Reported:	2005-07-30 20:10 UTC by Rob Helmer
Modified:	2015-01-04 22:21 UTC (History)
CC List:	4 users (show)
Fixed In Version:
Doc Type:	Bug Fix
Doc Text:
Clone Of:
Environment:
Last Closed:	2005-11-10 21:49:59 UTC
Type:	---
Embargoed:
Dependent Products:

Attachments	(Terms of Use)
full stack trace from logfile (173.73 KB, text/plain) 2005-07-30 20:11 UTC, Rob Helmer	no flags	Details
Antoher trace (Dual Opteron) (366.72 KB, text/plain) 2005-08-03 00:41 UTC, Thomas Schwanhäuser	no flags	Details
View All

Description Rob Helmer 2005-07-30 20:10:09 UTC

From Bugzilla Helper:
User-Agent: Mozilla/5.0 (X11; U; Linux i686; en-US; rv:1.7.6) Gecko/20050405 Firefox/1.0 (Ubuntu package 1.0.2)

Description of problem:
Kernel crashes under heavy CPU load. Stack trace attached.

Version-Release number of selected component (if applicable):
kernel-2.6.12-1.1398_FC4

How reproducible:
Didn't try

Steps to Reproduce:
1.heavy cpu load
2.wait 1-2 days
3.wait some more
  

Actual Results:  crash

Expected Results:  continued service

Additional info:

Jul 30 10:50:05 map2 kernel: consoletype[21793]: segfault at 0000000000000000 rip 0000000000000000 rsp 00007fffffc002e0 error 14
Jul 30 10:50:05 map2 kernel: ----------- [cut here ] --------- [please bite here ] ---------
Jul 30 10:50:05 map2 kernel: Kernel BUG at "mm/mmap.c":2026
Jul 30 10:50:05 map2 kernel: invalid operand: 0000 [1] SMP

Comment 1 Rob Helmer 2005-07-30 20:11:53 UTC

Created attachment 117313 [details]
full stack trace from logfile

Comment 2 Thomas Schwanhäuser 2005-08-03 00:41:29 UTC

Created attachment 117379 [details]
Antoher trace (Dual Opteron)

Comment 3 Thomas Schwanhäuser 2005-08-03 00:43:31 UTC

Hi,

we experienced the same problem today. The crash came out of nothing, before
that the system was running for 34 days without a problem. The system had
basically no load when the crash occured. We run a dual Opteron with 2GB RAM.

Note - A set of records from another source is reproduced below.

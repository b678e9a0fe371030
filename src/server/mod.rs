//! HTTP control surface: an externally reachable façade over the actions.
//!
//! Every route works on the shared [`AgentState`]; nothing here carries its
//! own logic beyond request decoding and error-to-status mapping. Error
//! responses are JSON with a `message` field.

use std::future::Future;
use std::sync::Arc;

use axum::extract::State;
use axum::http::StatusCode;
use axum::response::{IntoResponse, Response};
use axum::routing::{get, post};
use axum::{Json, Router};
use serde::Deserialize;
use serde_json::{Value, json};
use tower_http::trace::TraceLayer;
use tracing::info;

use crate::agent::AgentState;
use crate::agent::actions::{self, CheckoutReport, GitMode, MountOverrides, MountReport, RunMode};
use crate::error::{ActionError, AuthError, StoreError, VaultError};
use crate::jobs::JobSnapshot;
use crate::ops::restic::BackupMode;
use crate::vault::SealStatus;

pub fn router(state: Arc<AgentState>) -> Router {
    Router::new()
        .route("/health", get(health))
        .route("/status", get(status))
        .route("/token", get(get_token).post(put_token))
        .route("/seal-key", post(put_seal_key))
        .route("/unseal", post(unseal))
        .route("/seal", post(seal))
        .route("/sealed", get(sealed))
        .route("/mount", post(mount))
        .route("/backup", post(backup))
        .route("/git", post(git))
        .layer(TraceLayer::new_for_http())
        .with_state(state)
}

/// Bind `addr` and serve until `shutdown` resolves; in-flight requests get
/// to finish.
pub async fn serve(
    state: Arc<AgentState>,
    addr: &str,
    shutdown: impl Future<Output = ()> + Send + 'static,
) -> std::io::Result<()> {
    let listener = tokio::net::TcpListener::bind(addr).await?;
    info!(address = addr, "control surface listening");
    axum::serve(listener, router(state))
        .with_graceful_shutdown(shutdown)
        .await
}

// -- Requests --

#[derive(Debug, Deserialize)]
struct TokenRequest {
    token: String,
}

#[derive(Debug, Deserialize)]
struct SealKeyRequest {
    key: String,
    /// 1-based slot; appended after the highest populated slot when omitted.
    index: Option<usize>,
}

#[derive(Debug, Deserialize)]
struct UnsealRequest {
    key: String,
}

#[derive(Debug, Deserialize)]
struct SealRequest {
    token: Option<String>,
}

#[derive(Debug, Deserialize)]
struct MountRequest {
    token: Option<String>,
    #[serde(default)]
    run: bool,
    #[serde(default)]
    test: bool,
    /// Idle-timeout override applied to every volume in this request.
    duration: Option<String>,
    #[serde(default, rename = "allowOther")]
    allow_other: bool,
}

#[derive(Debug, Deserialize)]
struct BackupRequest {
    mode: BackupMode,
    token: Option<String>,
    #[serde(default)]
    run: bool,
    #[serde(default)]
    test: bool,
}

#[derive(Debug, Deserialize)]
struct GitRequest {
    mode: GitMode,
    token: Option<String>,
    #[serde(default)]
    run: bool,
    #[serde(default)]
    test: bool,
}

// -- Error mapping --

/// Error envelope every failing route returns.
struct ApiError {
    status: StatusCode,
    message: String,
}

impl ApiError {
    fn new(status: StatusCode, message: impl Into<String>) -> Self {
        Self {
            status,
            message: message.into(),
        }
    }
}

impl IntoResponse for ApiError {
    fn into_response(self) -> Response {
        (self.status, Json(json!({ "message": self.message }))).into_response()
    }
}

impl From<StoreError> for ApiError {
    fn from(err: StoreError) -> Self {
        let status = match &err {
            StoreError::NotInitialized | StoreError::Closed => StatusCode::SERVICE_UNAVAILABLE,
            _ => StatusCode::INTERNAL_SERVER_ERROR,
        };
        Self::new(status, err.to_string())
    }
}

impl From<VaultError> for ApiError {
    fn from(err: VaultError) -> Self {
        Self::new(StatusCode::BAD_GATEWAY, err.to_string())
    }
}

impl From<AuthError> for ApiError {
    fn from(err: AuthError) -> Self {
        match err {
            AuthError::Store(e) => e.into(),
            AuthError::Vault(e) => e.into(),
            e => Self::new(StatusCode::FORBIDDEN, e.to_string()),
        }
    }
}

impl From<ActionError> for ApiError {
    fn from(err: ActionError) -> Self {
        match err {
            ActionError::Auth(e) => e.into(),
            ActionError::Vault(e) => e.into(),
            ActionError::Store(e) => e.into(),
            ActionError::Execution(e) => {
                Self::new(StatusCode::INTERNAL_SERVER_ERROR, e.to_string())
            }
        }
    }
}

// -- Handlers --

async fn health() -> Json<Value> {
    Json(json!({ "message": "ok" }))
}

async fn status(State(state): State<Arc<AgentState>>) -> Json<Vec<JobSnapshot>> {
    Json(state.registry().snapshots().await)
}

async fn get_token(State(state): State<Arc<AgentState>>) -> Result<Json<Value>, ApiError> {
    let token = state.store()?.token().await?;
    Ok(Json(json!({ "token": token })))
}

async fn put_token(
    State(state): State<Arc<AgentState>>,
    Json(req): Json<TokenRequest>,
) -> Result<Json<Value>, ApiError> {
    state.store()?.put_token(&req.token).await?;
    Ok(Json(json!({})))
}

async fn put_seal_key(
    State(state): State<Arc<AgentState>>,
    Json(req): Json<SealKeyRequest>,
) -> Result<Json<Value>, ApiError> {
    let coordinator = state.unseal_coordinator()?;
    let index = match req.index {
        Some(0) => {
            return Err(ApiError::new(
                StatusCode::BAD_REQUEST,
                "share index is 1-based",
            ));
        }
        Some(index) => index,
        None => coordinator.next_share_index().await?,
    };
    coordinator.record_share(index, &req.key).await?;
    Ok(Json(json!({ "index": index })))
}

/// Submit one share directly to the backend.
async fn unseal(
    State(state): State<Arc<AgentState>>,
    Json(req): Json<UnsealRequest>,
) -> Result<Json<SealStatus>, ApiError> {
    Ok(Json(state.vault().unseal(&req.key).await?))
}

async fn seal(
    State(state): State<Arc<AgentState>>,
    Json(req): Json<SealRequest>,
) -> Result<Json<Value>, ApiError> {
    let token = actions::authorize_with(&state, req.token.as_deref()).await?;
    state.vault().seal(&token).await?;
    Ok(Json(json!({ "sealed": true })))
}

async fn sealed(State(state): State<Arc<AgentState>>) -> Result<Json<SealStatus>, ApiError> {
    Ok(Json(state.vault().seal_status().await?))
}

async fn mount(
    State(state): State<Arc<AgentState>>,
    Json(req): Json<MountRequest>,
) -> Result<Json<MountReport>, ApiError> {
    let overrides = MountOverrides {
        idle: req.duration,
        allow_other: req.allow_other,
    };
    let report = actions::mount_volumes(
        &state,
        req.token.as_deref(),
        RunMode::from_flags(req.run, req.test),
        req.run,
        &overrides,
    )
    .await?;
    Ok(Json(report))
}

async fn backup(
    State(state): State<Arc<AgentState>>,
    Json(req): Json<BackupRequest>,
) -> Result<Json<JobSnapshot>, ApiError> {
    let snapshot = actions::run_backup(
        &state,
        req.mode,
        req.token.as_deref(),
        RunMode::from_flags(req.run, req.test),
        req.run,
    )
    .await?;
    Ok(Json(snapshot))
}

async fn git(
    State(state): State<Arc<AgentState>>,
    Json(req): Json<GitRequest>,
) -> Result<Json<CheckoutReport>, ApiError> {
    let report = actions::checkout_repos(
        &state,
        req.mode,
        req.token.as_deref(),
        RunMode::from_flags(req.run, req.test),
        req.run,
    )
    .await?;
    Ok(Json(report))
}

Comment 4 Dave Jones 2005-08-04 06:24:43 UTC

Looks like another variant of bug 155857
Is this on a Tyan board by any chance ?

Are you running the latest BIOS update ?

Comment 5 Thomas Schwanhäuser 2005-08-04 07:20:29 UTC

In my case it's a Tyan board. It doesn't have the newest BIOS. It's a version 
from March.

Does a BIOS update help in that case?

Comment 6 Dave Jones 2005-08-04 17:26:16 UTC

quite possibly. There is a known CPU errata which some vendors fixed in a BIOS
update.  It's feasible that this problem could affect kernels which use 4-level
page tables (2.6.11 and higher) in certain situations.

The bad pmd messages first started appearing just after the 4-level page table
support got merged upstream.

Comment 7 Rob Helmer 2005-08-04 20:09:10 UTC

I just had another crash; using a Tyan 2882 dual-CPU Opteron motherboard. They
just released a new BIOS update, I am going to try it out today.

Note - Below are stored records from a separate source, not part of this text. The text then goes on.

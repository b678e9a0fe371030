//! Assembly of external tool invocations: restic, gocryptfs, git.
//!
//! Pure string/argument building over typed profiles. Execution happens in
//! the job registry; nothing here touches a process.

pub mod gocryptfs;
pub mod git;
pub mod restic;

according to their site the following issues are fixed in the latest BIOS
revision  (2882_303e):

* Fixed an IOMMU issue
* Fixed an issue where  fan's lower than 1500RPM are not
* displayed correctly
* Fixed an issue where some CPUs report too high
* temperature (~70Â°C)

Could the IOMMU issue be related?

Comment 8 Rob Helmer 2005-08-04 20:22:16 UTC

Actually, 2882_303e is the beta BIOS; the production version is 2882_303 (I have
2882_302 loaded right now). Here is the changelog for 2882_303, is the "AMD
erratum 123" possibly related?

* Fixed an issue where the Pepercon's USB KVM would hang
* in use
* Implemented AMD's recommendations for DDR400 speed
* settings when large loads (more than 4 dimms) were used
* at once
* Added a Auto detect feature and addded support for the
* M3289 & M3290 SMDC cards
* Implemented AMD erratum 123
* Added a IPMI Over Lan selectable option in the BIOS
* [82551]/[BCM5704]
* Fixed an issue where Bank Interleaving was not functioning
* properly
* Fixed an issue where AMD PowerNow! was not working
* correctly
* Fixed an issue where the reported values of CPU1 Vcore
* & CPU2 Vcore were not correct

Comment 9 Dave Jones 2005-08-04 22:47:32 UTC

No, erratum 122 is "TLB Flush Filter may cause coherency problem in
multiprocessor systems", though 123 sounds quite nasty too. (Potential effect:
Data corruption or system hang).

Comment 10 Dave Jones 2005-08-26 21:49:46 UTC

Can you try the latest errata kernel in updates-testing ?
It has a possible workaround for the errata I referred to.

Comment 11 Steffen Plotner 2005-08-28 20:59:41 UTC

I would like to add that I have experienced the same problem under very heavy 
system load (Motherboard Tyan 2882, dual AMD Opteron 1.2GHz, 2GB RAM). Bios is 
3.02. Linux FC4 2.6.12-1.1398_FC4smp.

This happened at 4 in the morning when all the cron jobs run doing their 
maintenance - I am also running a 6 VMs (vmware wks) that contribute to this.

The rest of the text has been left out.